WHAT TO DO>
Reproduce, exactly and in full, only the lines below from the one containing "self.state.update(|s| s.loading = loading);" through the one containing "primary navigation controls".

-------

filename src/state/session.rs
//! Auth-session state for the current browser user.
//!
//! SYSTEM CONTEXT
//! ==============
//! `SessionState` is the plain state machine: token, user, and an in-flight
//! flag, with pure transitions that native tests can drive directly.
//! `Session` is the reactive handle around it, constructed exactly once by
//! `App` (the single owner) and handed to pages/components via context. The
//! handle layers persistence and navigation side effects over the pure
//! transitions.

#[cfg(test)]
#[path = "session_test.rs"]
mod session_test;

use leptos::prelude::*;

use crate::net::types::User;
use crate::util::session_store::{self, SessionRecord};

/// Where `logout()` sends the browser by default.
pub const DEFAULT_LOGOUT_REDIRECT: &str = "/login";

/// Authentication state tracking the held token, current user, and whether
/// a verification round trip is in flight.
#[derive(Clone, Debug, Default)]
pub struct SessionState {
    pub token: Option<String>,
    pub user: Option<User>,
    pub loading: bool,
}

impl SessionState {
    /// Rebuild state from a persisted record (or its absence).
    pub fn from_record(record: Option<SessionRecord>) -> Self {
        match record {
            Some(rec) => Self {
                token: Some(rec.token),
                user: Some(rec.user),
                loading: false,
            },
            None => Self::default(),
        }
    }

    /// Derived authentication status: a token AND a user must both be held.
    pub fn is_authenticated(&self) -> bool {
        self.token.is_some() && self.user.is_some()
    }

    /// Enter the authenticated state with `token` and the whitelisted user
    /// projection of `payload`. Returns `false` (leaving state untouched)
    /// when the payload lacks the required user fields.
    pub fn login(&mut self, token: &str, payload: &serde_json::Value) -> bool {
        let Some(user) = User::from_login_payload(payload) else {
            return false;
        };
        self.token = Some(token.to_owned());
        self.user = Some(user);
        self.loading = false;
        true
    }

    /// Reset to the unauthenticated state. Idempotent.
    pub fn logout(&mut self) {
        self.token = None;
        self.user = None;
        self.loading = false;
    }

    /// Merge a partial update into the current user. No-op (returns
    /// `false`) when no user is authenticated.
    pub fn update_user(&mut self, partial: &serde_json::Value) -> bool {
        if !self.is_authenticated() {
            return false;
        }
        if let Some(user) = self.user.as_mut() {
            user.merge(partial);
            return true;
        }
        false
    }

    /// Whether the current user holds `permission`.
    ///
    /// Placeholder policy: real authorization rules are undefined upstream,
    /// so any user with a role is granted everything. Unauthenticated or
    /// role-less sessions are always denied.
    pub fn has_permission(&self, _permission: &str) -> bool {
        self.user
            .as_ref()
            .and_then(|user| user.role.as_ref())
            .is_some()
    }

    /// The record to persist for this state, when authenticated.
    pub fn record(&self) -> Option<SessionRecord> {
        match (&self.token, &self.user) {
            (Some(token), Some(user)) => Some(SessionRecord {
                token: token.clone(),
                user: user.clone(),
            }),
            _ => None,
        }
    }
}

/// Reactive handle to the one session owned by `App`.
///
/// Cheap to copy; every copy points at the same underlying signal.
#[derive(Clone, Copy)]
pub struct Session {
    state: RwSignal<SessionState>,
}

impl Session {
    /// Create the session, seeded from durable storage. Called once at
    /// application start; everything else receives copies via context.
    pub fn new() -> Self {
        Self {
            state: RwSignal::new(SessionState::from_record(session_store::load())),
        }
    }

    /// The underlying reactive state, for tracking reads in views.
    pub fn state(&self) -> RwSignal<SessionState> {
        self.state
    }

    /// Current token without registering a reactive dependency.
    pub fn token_untracked(&self) -> Option<String> {
        self.state.with_untracked(|s| s.token.clone())
    }

    /// Whether a verification round trip may start now: a token is held and
    /// no check is already in flight.
    pub fn can_validate_untracked(&self) -> bool {
        self.state.with_untracked(|s| s.token.is_some() && !s.loading)
    }

    /// Store `token` plus the whitelisted user projection of `payload`, in
    /// memory and in durable storage. The caller has already obtained the
    /// token from the auth API. Returns `false` on a malformed payload.
    pub fn login(&self, token: &str, payload: &serde_json::Value) -> bool {
        let mut ok = false;
        self.state.update(|s| ok = s.login(token, payload));
        if ok {
            if let Some(record) = self.state.with_untracked(SessionState::record) {
                session_store::save(&record);
            }
        }
        ok
    }

    /// Clear storage and state, then navigate to `/login`.
    pub fn logout(&self) {
        self.logout_to(DEFAULT_LOGOUT_REDIRECT);
    }

    /// Clear storage and state, then navigate to `redirect`. Safe to call
    /// repeatedly and when storage is already empty.
    pub fn logout_to(&self, redirect: &str) {
        session_store::clear();
        self.state.update(SessionState::logout);
        #[cfg(feature = "hydrate")]
        {
            if let Some(window) = web_sys::window() {
                let _ = window.location().set_href(redirect);
            }
        }
        #[cfg(not(feature = "hydrate"))]
        {
            let _ = redirect;
        }
    }

    /// Merge `partial` into the current user and re-persist. No-op when
    /// unauthenticated.
    pub fn update_user(&self, partial: &serde_json::Value) -> bool {
        let mut ok = false;
        self.state.update(|s| ok = s.update_user(partial));
        if ok {
            if let Some(record) = self.state.with_untracked(SessionState::record) {
                session_store::save(&record);
            }
        }
        ok
    }

    /// Permission check against the current user. See
    /// [`SessionState::has_permission`] for the placeholder policy.
    pub fn has_permission(&self, permission: &str) -> bool {
        self.state.with_untracked(|s| s.has_permission(permission))
    }

    /// Mark a verification round trip as started/finished.
    pub fn set_loading(&self, loading: bool) {
        self.state.update(|s| s.loading = loading);
    }
}

impl Default for Session {
    fn default() -> Self {
        Self::new()
    }
}
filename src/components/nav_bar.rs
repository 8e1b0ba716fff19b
//! Top bar displaying the app name, current user identity, and logout.
//!
//! SYSTEM CONTEXT
//! ==============
//! This component surfaces session metadata and primary navigation controls
//! that remain visible on authenticated routes.

use leptos::prelude::*;

use crate::state::session::Session;

/// Top navigation bar. Identity and logout render only while authenticated.
#[component]
pub fn NavBar() -> impl IntoView {
    let session = expect_context::<Session>();

    let authenticated = move || session.state().get().is_authenticated();
    let user_name = move || {
        session
            .state()
            .get()
            .user
            .map_or_else(|| "—".to_owned(), |u| u.name)
    };

    let on_logout = move |_| {
        // Clears storage, resets state, and navigates to /login.
        session.logout();
    };

    view! {
        <div class="nav-bar">
            <a href="/" class="nav-bar__brand">"Atrium"</a>
            <span class="nav-bar__spacer"></span>
            <Show when=authenticated>
                <a href="/profile" class="nav-bar__link">"Profile"</a>
                <a href="/change-password" class="nav-bar__link">"Password"</a>
                <span class="nav-bar__user">{user_name}</span>
                <button class="btn nav-bar__logout" on:click=on_logout title="Logout">
                    "Logout"
                </button>
            </Show>
        </div>
    }
}
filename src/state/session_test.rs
use super::*;
use crate::util::session_store::{decode_record, encode_record};

fn login_payload() -> serde_json::Value {
    serde_json::json!({
        "id": 1,
        "email": "a@b.com",
        "name": "A",
        "role": "user"
    })
}

fn authenticated_state() -> SessionState {
    let mut state = SessionState::default();
    assert!(state.login("tok123", &login_payload()));
    state
}

// =============================================================
// Invariant: is_authenticated == (token && user)
// =============================================================

#[test]
fn default_state_is_unauthenticated() {
    let state = SessionState::default();
    assert!(!state.is_authenticated());
    assert!(state.token.is_none());
    assert!(state.user.is_none());
    assert!(!state.loading);
}

#[test]
fn invariant_holds_after_every_operation() {
    let mut state = SessionState::default();
    assert_eq!(state.is_authenticated(), state.token.is_some() && state.user.is_some());

    state.login("tok123", &login_payload());
    assert_eq!(state.is_authenticated(), state.token.is_some() && state.user.is_some());

    state.update_user(&serde_json::json!({"name": "B"}));
    assert_eq!(state.is_authenticated(), state.token.is_some() && state.user.is_some());

    state.logout();
    assert_eq!(state.is_authenticated(), state.token.is_some() && state.user.is_some());
}

// =============================================================
// Login
// =============================================================

#[test]
fn login_stores_token_and_whitelisted_user() {
    let mut state = SessionState::default();
    let payload = serde_json::json!({
        "id": 1,
        "email": "a@b.com",
        "name": "A",
        "role": "user",
        "password_hash": "secret",
        "telephone": "555-0000"
    });
    assert!(state.login("tok123", &payload));

    assert_eq!(state.token.as_deref(), Some("tok123"));
    let user = state.user.as_ref().expect("user");
    assert_eq!(user.id, 1);
    assert_eq!(user.email, "a@b.com");
    assert_eq!(user.name, "A");
    assert_eq!(user.role.as_deref(), Some("user"));
    // Fields outside the whitelist are dropped.
    assert_eq!(user.telephone, None);
    assert!(state.is_authenticated());
    assert!(!state.loading);
}

#[test]
fn login_with_malformed_payload_leaves_state_untouched() {
    let mut state = SessionState::default();
    assert!(!state.login("tok123", &serde_json::json!({"email": "a@b.com"})));
    assert!(!state.is_authenticated());
    assert!(state.token.is_none());
}

#[test]
fn login_record_round_trips_through_storage_encoding() {
    // login followed by load() after a simulated reload.
    let state = authenticated_state();
    let record = state.record().expect("record");
    let raw = encode_record(&record).expect("encode");
    let reloaded = SessionState::from_record(decode_record(&raw));

    assert_eq!(reloaded.token, state.token);
    assert_eq!(reloaded.user, state.user);
    assert!(reloaded.is_authenticated());
}

// =============================================================
// Logout
// =============================================================

#[test]
fn logout_is_idempotent() {
    let mut state = authenticated_state();
    state.logout();
    let after_first = (state.token.clone(), state.user.clone(), state.loading);
    state.logout();
    assert_eq!((state.token.clone(), state.user.clone(), state.loading), after_first);
    assert!(!state.is_authenticated());
}

#[test]
fn logout_clears_in_flight_flag() {
    let mut state = authenticated_state();
    state.loading = true;
    state.logout();
    assert!(!state.loading);
}

// =============================================================
// Update user
// =============================================================

#[test]
fn update_user_changes_only_targeted_fields_and_preserves_token() {
    let mut state = authenticated_state();
    assert!(state.update_user(&serde_json::json!({"name": "X"})));

    assert_eq!(state.token.as_deref(), Some("tok123"));
    let user = state.user.as_ref().expect("user");
    assert_eq!(user.name, "X");
    assert_eq!(user.email, "a@b.com");
    assert_eq!(user.role.as_deref(), Some("user"));
}

#[test]
fn update_user_is_noop_when_logged_out() {
    let mut state = SessionState::default();
    assert!(!state.update_user(&serde_json::json!({"name": "X"})));
    assert!(state.user.is_none());
}

// =============================================================
// Permissions
// =============================================================

#[test]
fn has_permission_denies_unauthenticated_session() {
    let state = SessionState::default();
    assert!(!state.has_permission("delete"));
    assert!(!state.has_permission(""));
    assert!(!state.has_permission("anything-at-all"));
}

#[test]
fn has_permission_denies_user_without_role() {
    let mut state = SessionState::default();
    let payload = serde_json::json!({"id": 2, "email": "x@y.z", "name": "X"});
    assert!(state.login("tok", &payload));
    assert!(!state.has_permission("delete"));
}

#[test]
fn has_permission_grants_any_permission_once_role_present() {
    // Placeholder policy: a role grants everything.
    let state = authenticated_state();
    assert!(state.has_permission("delete"));
    assert!(state.has_permission("publish"));
}

#[test]
fn has_permission_denies_after_forced_logout() {
    let mut state = authenticated_state();
    assert!(state.has_permission("delete"));
    state.logout();
    assert!(!state.has_permission("delete"));
}

// =============================================================
// Persistence projection
// =============================================================

#[test]
fn record_is_none_when_unauthenticated() {
    assert!(SessionState::default().record().is_none());
}

#[test]
fn from_record_restores_authenticated_state_without_loading() {
    let record = authenticated_state().record().expect("record");
    let state = SessionState::from_record(Some(record));
    assert!(state.is_authenticated());
    assert!(!state.loading);
}
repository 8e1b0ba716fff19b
//! Shared client-side state modules.

pub mod session;
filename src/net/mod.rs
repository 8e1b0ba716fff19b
//! Networking modules for the remote auth API.
//!
//! SYSTEM CONTEXT
//! ==============
//! `api` handles REST calls, `validator` manages the background token
//! re-validation loop, and `types` defines the shared wire schema.

pub mod api;
pub mod types;
pub mod validator;
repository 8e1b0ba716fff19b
//! Registration page posting new accounts to `/auth/signup`.

#[cfg(test)]
#[path = "register_test.rs"]
mod register_test;

use leptos::prelude::*;

use crate::components::error_banner::ErrorBanner;
use crate::net::types::RegisterData;

/// Build the signup payload from raw form input. Name and email are
/// required; telephone and avatar are optional and omitted when blank.
fn validate_register_input(
    name: &str,
    email: &str,
    telephone: &str,
    avatar: &str,
) -> Result<RegisterData, &'static str> {
    let name = name.trim();
    if name.is_empty() {
        return Err("Enter your name.");
    }
    let email = email.trim();
    if email.is_empty() {
        return Err("Enter your email.");
    }
    let telephone = telephone.trim();
    let avatar = avatar.trim();
    Ok(RegisterData {
        name: name.to_owned(),
        email: email.to_owned(),
        telephone: (!telephone.is_empty()).then(|| telephone.to_owned()),
        avatar: (!avatar.is_empty()).then(|| avatar.to_owned()),
    })
}

/// Registration page — on success the visitor is sent to `/login`.
#[component]
pub fn RegisterPage() -> impl IntoView {
    let name = RwSignal::new(String::new());
    let email = RwSignal::new(String::new());
    let telephone = RwSignal::new(String::new());
    let avatar = RwSignal::new(String::new());
    let error = RwSignal::new(None::<String>);
    let busy = RwSignal::new(false);

    let on_submit = move |ev: leptos::ev::SubmitEvent| {
        ev.prevent_default();
        if busy.get() {
            return;
        }
        let data = match validate_register_input(
            &name.get(),
            &email.get(),
            &telephone.get(),
            &avatar.get(),
        ) {
            Ok(data) => data,
            Err(msg) => {
                error.set(Some(msg.to_owned()));
                return;
            }
        };
        busy.set(true);
        error.set(None);

        #[cfg(feature = "hydrate")]
        leptos::task::spawn_local(async move {
            match crate::net::api::register(&data).await {
                Ok(()) => {
                    if let Some(window) = web_sys::window() {
                        let _ = window.location().set_href("/login");
                    }
                }
                Err(e) => {
                    error.set(Some(e));
                    busy.set(false);
                }
            }
        });
        #[cfg(not(feature = "hydrate"))]
        {
            let _ = data;
            busy.set(false);
        }
    };

    view! {
        <div class="auth-page">
            <div class="auth-card">
                <h1>"Atrium"</h1>
                <p class="auth-card__subtitle">"Create an account"</p>
                <ErrorBanner error=error/>
                <form class="auth-form" on:submit=on_submit>
                    <input
                        class="auth-input"
                        type="text"
                        placeholder="Name"
                        prop:value=move || name.get()
                        on:input=move |ev| name.set(event_target_value(&ev))
                    />
                    <input
                        class="auth-input"
                        type="email"
                        placeholder="you@example.com"
                        prop:value=move || email.get()
                        on:input=move |ev| email.set(event_target_value(&ev))
                    />
                    <input
                        class="auth-input"
                        type="tel"
                        placeholder="Telephone (optional)"
                        prop:value=move || telephone.get()
                        on:input=move |ev| telephone.set(event_target_value(&ev))
                    />
                    <input
                        class="auth-input"
                        type="url"
                        placeholder="Avatar URL (optional)"
                        prop:value=move || avatar.get()
                        on:input=move |ev| avatar.set(event_target_value(&ev))
                    />
                    <button class="auth-button" type="submit" disabled=move || busy.get()>
                        {move || if busy.get() { "Registering..." } else { "Register" }}
                    </button>
                </form>
                <p class="auth-card__footer">
                    "Already registered? "
                    <a href="/login">"Sign in"</a>
                </p>
            </div>
        </div>
    }
}
use super::*;

#[test]
fn validate_change_password_input_accepts_matching_confirmation() {
    assert_eq!(
        validate_change_password_input("old-pass", "new-pass", "new-pass"),
        Ok(("old-pass".to_owned(), "new-pass".to_owned()))
    );
}

#[test]
fn validate_change_password_input_requires_all_fields() {
    assert_eq!(
        validate_change_password_input("", "new", "new"),
        Err("Fill in all password fields.")
    );
    assert_eq!(
        validate_change_password_input("old", "", ""),
        Err("Fill in all password fields.")
    );
}

#[test]
fn validate_change_password_input_rejects_mismatch() {
    assert_eq!(
        validate_change_password_input("old", "new-pass", "other"),
        Err("Passwords do not match.")
    );
}

#[test]
fn validate_change_password_input_treats_whitespace_as_significant() {
    assert_eq!(
        validate_change_password_input("old", "new ", "new"),
        Err("Passwords do not match.")
    );
}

-------

ANSWER AREA>
        self.state.update(|s| s.loading = loading);
    }
}

impl Default for Session {
    fn default() -> Self {
        Self::new()
    }
}
filename src/components/nav_bar.rs
repository 8e1b0ba716fff19b
//! Top bar displaying the app name, current user identity, and logout.
//!
//! SYSTEM CONTEXT
//! ==============
//! This component surfaces session metadata and primary navigation controls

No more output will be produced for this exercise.